Le 6 janvier, le bibliothécaire de l’Université Carleton m’a écrit pour m’inviter à la deuxième édition d’une activité tenue dans le cadre de la Semaine de la liberté d’expression, le lundi suivant la semaine de lecture. Comme je reçois plusieurs invitations du genre par jour, je ne peux toutes les accepter. J’ai donc tout d’abord refusé, mais les atrocités commises le lendemain à Paris m’ont fait changer d’idée. L’attentat qui a décimé la rédaction de Charlie Hebdo attaque la notion même de liberté d’expression, indispensable à toute société libre. Cette charge revêt une importance particulière pour les universités, à qui l’on attribue en quelque sorte le rôle de « conscience collective » de la société. L’université remplit évidemment d’autres fonctions, mais l’importance de ce rôle est indéniable, en particulier dans le vaste domaine des sciences humaines et sociales. J’espère donc que le slogan « Je suis Charlie » entendu dans les rassemblements et les manifestations silencieuses des derniers jours sera repris avec ferveur par l’ensemble du milieu universitaire.
Toutes les sociétés doivent se doter d’institutions ou de lieux où chacun peut affirmer librement que « le roi est nu ». L’histoire l’a prouvé encore et encore : la pensée et l’expérience humaines n’ont rien d’absolu. Il nous faut constamment remettre en question nos idées, nos croyances et nos institutions, même les plus fondamentales, et peu importe si elles relèvent de notre perception de l’univers naturel ou humain. C’est ce principe qui, à petite échelle, se manifeste au Speaker’s Corner du Hyde Park de Londres (où j’ai passé plus d’un samedi après-midi fascinant pendant mes études de doctorat), au Pasquino (ma « statue parlante » préférée de Rome, du temps où elle était la capitale d’un État papal autoritaire) ou dans les magazines satiriques comme Charlie Hebdo. À plus vaste échelle, ce même principe s’incarne dans le concept de « liberté universitaire », qui nous tient tant à cœur, du moins en apparence.

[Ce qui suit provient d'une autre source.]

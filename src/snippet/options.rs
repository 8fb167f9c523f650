use serde::{Deserialize, Serialize};

use super::FragmenterConfig;
use crate::HighlightError;

/// Default number of fragments returned per document.
pub const DEFAULT_MAX_NUM_FRAGMENTS: usize = 3;

/// Default number of chars of a document considered for highlighting.
pub const DEFAULT_MAX_CHARS_TO_ANALYZE: usize = 75 * 1024;

/// Define how the fragments of a document should be selected and rendered.
///
/// ```rust
/// use highlight_fragments::snippet::{FragmenterConfig, HighlightOptions};
///
/// let options = HighlightOptions::from_json(
///     r#"{"max_num_fragments": 5, "fragmenter": {"type": "line_marker"}}"#,
/// )
/// .unwrap();
/// assert_eq!(options.max_num_fragments(), 5);
/// assert!(options.merge_contiguous_fragments());
/// assert!(matches!(options.fragmenter(), FragmenterConfig::LineMarker { .. }));
/// ```
#[derive(Clone, Debug, PartialEq, Eq, Serialize, Deserialize)]
#[serde(default)]
pub struct HighlightOptions {
    max_num_fragments: usize,
    merge_contiguous_fragments: bool,
    max_chars_to_analyze: usize,
    fragmenter: FragmenterConfig,
    pre_tag: String,
    post_tag: String,
}

impl Default for HighlightOptions {
    fn default() -> HighlightOptions {
        HighlightOptions {
            max_num_fragments: DEFAULT_MAX_NUM_FRAGMENTS,
            merge_contiguous_fragments: true,
            max_chars_to_analyze: DEFAULT_MAX_CHARS_TO_ANALYZE,
            fragmenter: FragmenterConfig::default(),
            pre_tag: "<b>".to_string(),
            post_tag: "</b>".to_string(),
        }
    }
}

impl HighlightOptions {
    /// Parses options from a JSON document. Missing keys take their default value.
    pub fn from_json(json: &str) -> crate::Result<HighlightOptions> {
        let options: HighlightOptions = serde_json::from_str(json)?;
        options.validate()?;
        Ok(options)
    }

    /// Checks that the options describe a usable highlighter.
    pub fn validate(&self) -> crate::Result<()> {
        if self.max_chars_to_analyze == 0 {
            return Err(HighlightError::InvalidArgument(
                "max_chars_to_analyze must be greater than 0".to_string(),
            ));
        }
        self.fragmenter.build()?;
        Ok(())
    }

    /// Returns the maximum number of fragments returned per document.
    pub fn max_num_fragments(&self) -> usize {
        self.max_num_fragments
    }

    /// Sets the maximum number of fragments returned per document.
    pub fn set_max_num_fragments(mut self, max_num_fragments: usize) -> HighlightOptions {
        self.max_num_fragments = max_num_fragments;
        self
    }

    /// Returns true iff contiguous fragments get merged.
    pub fn merge_contiguous_fragments(&self) -> bool {
        self.merge_contiguous_fragments
    }

    pub fn set_merge_contiguous_fragments(mut self, merge: bool) -> HighlightOptions {
        self.merge_contiguous_fragments = merge;
        self
    }

    /// Tokens starting at or after this char offset are ignored.
    pub fn max_chars_to_analyze(&self) -> usize {
        self.max_chars_to_analyze
    }

    pub fn set_max_chars_to_analyze(mut self, max_chars_to_analyze: usize) -> HighlightOptions {
        self.max_chars_to_analyze = max_chars_to_analyze;
        self
    }

    pub fn fragmenter(&self) -> &FragmenterConfig {
        &self.fragmenter
    }

    /// Sets the fragmenter strategy.
    pub fn set_fragmenter(mut self, fragmenter: FragmenterConfig) -> HighlightOptions {
        self.fragmenter = fragmenter;
        self
    }

    pub fn pre_tag(&self) -> &str {
        &self.pre_tag
    }

    pub fn post_tag(&self) -> &str {
        &self.post_tag
    }

    /// Sets the tags wrapped around highlighted terms.
    pub fn set_tags(mut self, pre_tag: &str, post_tag: &str) -> HighlightOptions {
        self.pre_tag = pre_tag.to_string();
        self.post_tag = post_tag.to_string();
        self
    }
}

La société ne peut fonctionner sainement sans liberté de presse (n’est-ce pas, Recep Tayyip Erdoğan?). De la même façon, dans toute société, l’université doit permettre l’expression d’un très vaste éventail d’opinions et de critiques, sans crainte de représailles ni de récrimination (d’où l’idée de « permanence » chez les professeurs). Les universités sont des « laboratoires d’idées ». Elles ont pour mandat de repousser les limites du savoir et de l’opinion publique, et elles y parviennent bien souvent. À titre d’exemple, c’est en grande partie grâce au témoignage d’universitaires qu’un jury a finalement décidé d’autoriser la vente du roman L’amant de Lady Chatterley de D.H. Lawrence en Grande-Bretagne, en novembre 1960, jusque-là interdit pour cause « d’obscénité ».

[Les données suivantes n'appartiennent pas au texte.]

use regex::Regex;

use super::{BoxTokenStream, Token, TokenStream, Tokenizer};
use crate::HighlightError;

/// Tokenize the text by using a regex pattern.
/// Each match of the regex emits a distinct token, empty tokens will not be emitted.
///
/// This is the tokenizer of choice for texts carrying structural markers, since a pattern such
/// as `&LINE-[A-Za-z0-9]+;|\w+` emits the markers as tokens of their own, ready for the
/// [`LineMarkerFragmenter`](crate::snippet::LineMarkerFragmenter).
///
/// Example: `` 'aaa' bbb 'ccc' 'ddd' `` with the pattern `` '(?:\w*)' `` will be tokenized as
/// followed:
///
/// | Term     | 'aaa' | 'ccc'  | 'ddd' |
/// |----------|-------|--------|-------|
/// | Offsets  |0,5    | 10,15  | 16,21 |
///
/// # Example
///
/// ```rust
/// use highlight_fragments::tokenizer::*;
///
/// let tokenizer = RegexTokenizer::new(r"'(?:\w*)'").unwrap();
/// let mut stream = tokenizer.token_stream("'aaa' bbb 'ccc' 'ddd'");
/// {
///     let token = stream.next().unwrap();
///     assert_eq!(token.text, "'aaa'");
///     assert_eq!(token.offset_from, 0);
///     assert_eq!(token.offset_to, 5);
/// }
/// {
///     let token = stream.next().unwrap();
///     assert_eq!(token.text, "'ccc'");
///     assert_eq!(token.offset_from, 10);
///     assert_eq!(token.offset_to, 15);
/// }
/// {
///     let token = stream.next().unwrap();
///     assert_eq!(token.text, "'ddd'");
///     assert_eq!(token.offset_from, 16);
///     assert_eq!(token.offset_to, 21);
/// }
/// assert!(stream.next().is_none());
/// ```
#[derive(Clone)]
pub struct RegexTokenizer {
    regex: Regex,
}

impl RegexTokenizer {
    /// Creates a new RegexTokenizer.
    pub fn new(regex_pattern: &str) -> crate::Result<RegexTokenizer> {
        Regex::new(regex_pattern)
            .map_err(|_| HighlightError::InvalidArgument(regex_pattern.to_owned()))
            .map(|regex| Self { regex })
    }
}

impl Tokenizer for RegexTokenizer {
    fn token_stream<'a>(&self, text: &'a str) -> BoxTokenStream<'a> {
        BoxTokenStream::from(RegexTokenStream {
            regex: self.regex.clone(),
            text,
            token: Token::default(),
            char_cursor: 0,
        })
    }
}

pub struct RegexTokenStream<'a> {
    regex: Regex,
    text: &'a str,
    token: Token,
    char_cursor: usize,
}

impl<'a> TokenStream for RegexTokenStream<'a> {
    fn advance(&mut self) -> bool {
        let Some(regex_match) = self.regex.find(self.text) else {
            return false;
        };
        if regex_match.as_str().is_empty() {
            return false;
        }
        self.token.text.clear();
        self.token.text.push_str(regex_match.as_str());

        // regex offsets are bytes, tokens are expressed in chars.
        self.char_cursor += self.text[..regex_match.start()].chars().count();
        self.token.offset_from = self.char_cursor;
        self.char_cursor += regex_match.as_str().chars().count();
        self.token.offset_to = self.char_cursor;
        self.token.position_increment = 1;

        self.text = &self.text[regex_match.end()..];
        true
    }

    fn token(&self) -> &Token {
        &self.token
    }

    fn token_mut(&mut self) -> &mut Token {
        &mut self.token
    }
}

#[cfg(test)]
mod tests {
    use crate::tokenizer::regex_tokenizer::RegexTokenizer;
    use crate::tokenizer::tests::assert_token;
    use crate::tokenizer::{TextAnalyzer, Token, TokenStream};

    #[test]
    fn test_regex_tokenizer() {
        let tokens = token_stream_helper("'aaa' bbb 'ccc' 'ddd'", r"'(?:\w*)'");
        assert_eq!(tokens.len(), 3);
        assert_token(&tokens[0], "'aaa'", 0, 5);
        assert_token(&tokens[1], "'ccc'", 10, 15);
        assert_token(&tokens[2], "'ddd'", 16, 21);
    }

    #[test]
    fn test_regex_tokenizer_line_markers() {
        let tokens = token_stream_helper(
            "&LINE-1;in Alexandria &LINE-2;year",
            r"&LINE-[A-Za-z0-9]+;|\w+",
        );
        let texts: Vec<&str> = tokens.iter().map(|token| token.text.as_str()).collect();
        assert_eq!(texts, vec!["&LINE-1;", "in", "Alexandria", "&LINE-2;", "year"]);
        assert_token(&tokens[2], "Alexandria", 11, 21);
        assert_token(&tokens[3], "&LINE-2;", 22, 30);
        assert_token(&tokens[4], "year", 30, 34);
    }

    #[test]
    fn test_regex_tokenizer_offsets_are_chars() {
        let tokens = token_stream_helper("Русский текст", r"\w+");
        assert_token(&tokens[0], "Русский", 0, 7);
        assert_token(&tokens[1], "текст", 8, 13);
    }

    #[test]
    fn test_regexp_tokenizer_no_match_on_input_data() {
        let tokens = token_stream_helper("aaa", r"'(?:\w*)'");
        assert_eq!(tokens.len(), 0);
    }

    #[test]
    fn test_regexp_tokenizer_no_input_data() {
        let tokens = token_stream_helper("", r"'(?:\w*)'");
        assert_eq!(tokens.len(), 0);
    }

    #[test]
    fn test_regexp_tokenizer_error_on_invalid_regex() {
        let tokenizer = RegexTokenizer::new(r"\@(");
        assert!(tokenizer.is_err());
        assert_eq!(
            tokenizer.err().unwrap().to_string(),
            "An invalid argument was passed: '\\@('"
        );
    }

    fn token_stream_helper(text: &str, pattern: &str) -> Vec<Token> {
        let r = RegexTokenizer::new(pattern).unwrap();
        let a = TextAnalyzer::from(r);
        let mut token_stream = a.token_stream(text);
        let mut tokens: Vec<Token> = vec![];
        let mut add_token = |token: &Token| {
            tokens.push(token.clone());
        };
        token_stream.process(&mut add_token);
        tokens
    }
}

Je crois que la notion de liberté d’expression englobe un autre droit, celui de choquer. On pourrait même avancer que les universités ont le devoir de choquer, si on entend par là remettre en question ce que certains groupes ou individus tiennent pour des vérités immuables. La remise en cause des idées reçues fait partie intégrante de notre mandat, qu’il soit question des politiques économiques, des méthodes de surveillance policière, du sort réservé aux Autochtones, ou des milliers d’autres enjeux politiques, sociaux et humains qui mobilisent sans cesse notre société. Impossible de repousser les frontières du savoir et de la connaissance sans d’abord contester l‘ordre établi.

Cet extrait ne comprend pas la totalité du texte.